Restate exactly, and only, the lines spanning from the one with "controls each color." to the end of the records below.

Start of Given information

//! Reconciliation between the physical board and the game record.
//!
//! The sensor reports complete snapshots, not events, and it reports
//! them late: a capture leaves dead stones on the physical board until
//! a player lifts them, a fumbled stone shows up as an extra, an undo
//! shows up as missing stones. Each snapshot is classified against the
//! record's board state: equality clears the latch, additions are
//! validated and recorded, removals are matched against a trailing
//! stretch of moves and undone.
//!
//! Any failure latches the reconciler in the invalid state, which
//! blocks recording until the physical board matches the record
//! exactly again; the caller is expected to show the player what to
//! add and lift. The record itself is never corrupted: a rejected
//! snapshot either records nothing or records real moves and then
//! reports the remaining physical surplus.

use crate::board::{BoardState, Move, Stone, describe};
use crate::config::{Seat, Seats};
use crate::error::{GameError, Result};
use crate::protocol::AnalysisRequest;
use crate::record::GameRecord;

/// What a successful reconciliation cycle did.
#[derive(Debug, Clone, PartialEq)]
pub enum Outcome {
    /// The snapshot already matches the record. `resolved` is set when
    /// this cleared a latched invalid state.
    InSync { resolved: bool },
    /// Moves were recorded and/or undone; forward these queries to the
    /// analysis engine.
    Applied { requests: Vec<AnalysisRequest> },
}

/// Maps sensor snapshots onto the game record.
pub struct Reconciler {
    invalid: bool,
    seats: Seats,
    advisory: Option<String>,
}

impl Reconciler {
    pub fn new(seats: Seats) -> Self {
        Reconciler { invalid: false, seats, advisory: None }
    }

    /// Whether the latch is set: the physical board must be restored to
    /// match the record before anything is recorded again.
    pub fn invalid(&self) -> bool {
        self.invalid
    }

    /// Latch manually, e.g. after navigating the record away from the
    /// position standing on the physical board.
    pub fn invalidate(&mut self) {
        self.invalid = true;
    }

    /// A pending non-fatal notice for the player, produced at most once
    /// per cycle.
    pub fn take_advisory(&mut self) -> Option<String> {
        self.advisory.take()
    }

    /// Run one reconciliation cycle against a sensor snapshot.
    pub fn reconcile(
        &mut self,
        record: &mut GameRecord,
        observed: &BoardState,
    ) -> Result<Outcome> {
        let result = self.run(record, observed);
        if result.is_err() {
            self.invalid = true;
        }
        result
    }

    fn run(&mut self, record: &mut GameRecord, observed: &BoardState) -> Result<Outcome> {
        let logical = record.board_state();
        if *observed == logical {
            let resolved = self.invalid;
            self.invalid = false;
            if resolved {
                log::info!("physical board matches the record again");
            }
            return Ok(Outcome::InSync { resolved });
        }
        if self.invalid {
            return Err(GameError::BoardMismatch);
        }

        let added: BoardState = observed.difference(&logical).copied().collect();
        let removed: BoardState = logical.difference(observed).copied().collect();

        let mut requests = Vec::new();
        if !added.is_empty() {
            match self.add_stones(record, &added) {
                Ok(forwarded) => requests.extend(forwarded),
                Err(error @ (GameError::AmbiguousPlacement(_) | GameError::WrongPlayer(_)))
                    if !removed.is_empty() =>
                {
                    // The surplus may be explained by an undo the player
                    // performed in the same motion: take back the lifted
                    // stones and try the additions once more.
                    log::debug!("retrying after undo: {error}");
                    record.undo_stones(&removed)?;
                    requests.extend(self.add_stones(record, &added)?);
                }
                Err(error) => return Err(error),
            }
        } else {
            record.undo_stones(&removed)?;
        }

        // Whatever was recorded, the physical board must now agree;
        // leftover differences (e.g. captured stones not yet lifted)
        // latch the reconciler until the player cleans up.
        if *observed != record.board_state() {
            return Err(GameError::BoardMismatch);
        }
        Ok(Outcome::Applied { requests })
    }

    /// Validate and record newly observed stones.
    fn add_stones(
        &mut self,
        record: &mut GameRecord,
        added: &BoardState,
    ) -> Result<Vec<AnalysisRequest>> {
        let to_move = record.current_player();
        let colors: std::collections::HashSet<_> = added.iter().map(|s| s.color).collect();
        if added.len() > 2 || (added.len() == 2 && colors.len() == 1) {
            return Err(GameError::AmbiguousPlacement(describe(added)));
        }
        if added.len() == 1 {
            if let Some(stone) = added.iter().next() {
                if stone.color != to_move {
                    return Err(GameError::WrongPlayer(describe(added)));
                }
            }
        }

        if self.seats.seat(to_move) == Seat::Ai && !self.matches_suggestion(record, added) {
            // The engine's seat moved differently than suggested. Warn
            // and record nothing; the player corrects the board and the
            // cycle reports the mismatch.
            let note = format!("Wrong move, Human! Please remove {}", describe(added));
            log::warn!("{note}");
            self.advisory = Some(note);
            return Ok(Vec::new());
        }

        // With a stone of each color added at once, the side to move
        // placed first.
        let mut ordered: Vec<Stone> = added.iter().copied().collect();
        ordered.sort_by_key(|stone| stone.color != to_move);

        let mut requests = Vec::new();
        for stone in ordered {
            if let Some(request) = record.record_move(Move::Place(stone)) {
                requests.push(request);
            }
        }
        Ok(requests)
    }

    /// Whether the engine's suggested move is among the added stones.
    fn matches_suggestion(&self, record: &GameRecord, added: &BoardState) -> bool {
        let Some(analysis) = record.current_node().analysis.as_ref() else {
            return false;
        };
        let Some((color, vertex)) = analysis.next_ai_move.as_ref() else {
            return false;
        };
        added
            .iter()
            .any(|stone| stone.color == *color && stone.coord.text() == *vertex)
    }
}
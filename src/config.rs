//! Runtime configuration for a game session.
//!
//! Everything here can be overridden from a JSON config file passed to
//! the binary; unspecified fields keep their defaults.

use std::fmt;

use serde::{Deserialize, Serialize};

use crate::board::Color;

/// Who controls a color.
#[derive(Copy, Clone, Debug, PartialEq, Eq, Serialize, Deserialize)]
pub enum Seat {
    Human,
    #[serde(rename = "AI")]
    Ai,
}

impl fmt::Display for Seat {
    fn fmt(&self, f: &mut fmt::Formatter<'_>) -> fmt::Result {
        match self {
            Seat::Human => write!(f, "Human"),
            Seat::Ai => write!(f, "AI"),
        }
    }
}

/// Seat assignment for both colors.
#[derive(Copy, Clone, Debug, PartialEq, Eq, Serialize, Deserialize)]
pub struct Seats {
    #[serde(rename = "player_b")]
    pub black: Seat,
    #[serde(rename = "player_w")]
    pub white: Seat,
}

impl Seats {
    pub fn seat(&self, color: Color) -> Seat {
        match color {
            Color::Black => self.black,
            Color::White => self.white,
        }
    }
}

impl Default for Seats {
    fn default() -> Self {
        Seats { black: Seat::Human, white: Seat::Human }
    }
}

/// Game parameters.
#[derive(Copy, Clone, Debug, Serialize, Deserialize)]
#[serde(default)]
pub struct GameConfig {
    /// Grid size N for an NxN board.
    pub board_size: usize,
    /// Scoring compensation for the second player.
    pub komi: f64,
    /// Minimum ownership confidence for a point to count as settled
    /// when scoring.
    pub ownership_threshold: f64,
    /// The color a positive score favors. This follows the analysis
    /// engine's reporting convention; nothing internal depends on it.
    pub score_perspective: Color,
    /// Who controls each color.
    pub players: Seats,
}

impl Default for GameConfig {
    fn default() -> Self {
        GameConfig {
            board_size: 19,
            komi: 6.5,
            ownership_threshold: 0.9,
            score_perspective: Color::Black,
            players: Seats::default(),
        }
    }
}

End of Given information

Reply to the exercise |
    /// Who controls each color.
    pub players: Seats,
}

impl Default for GameConfig {
    fn default() -> Self {
        GameConfig {
            board_size: 19,
            komi: 6.5,
            ownership_threshold: 0.9,
            score_perspective: Color::Black,
            players: Seats::default(),
        }
    }
}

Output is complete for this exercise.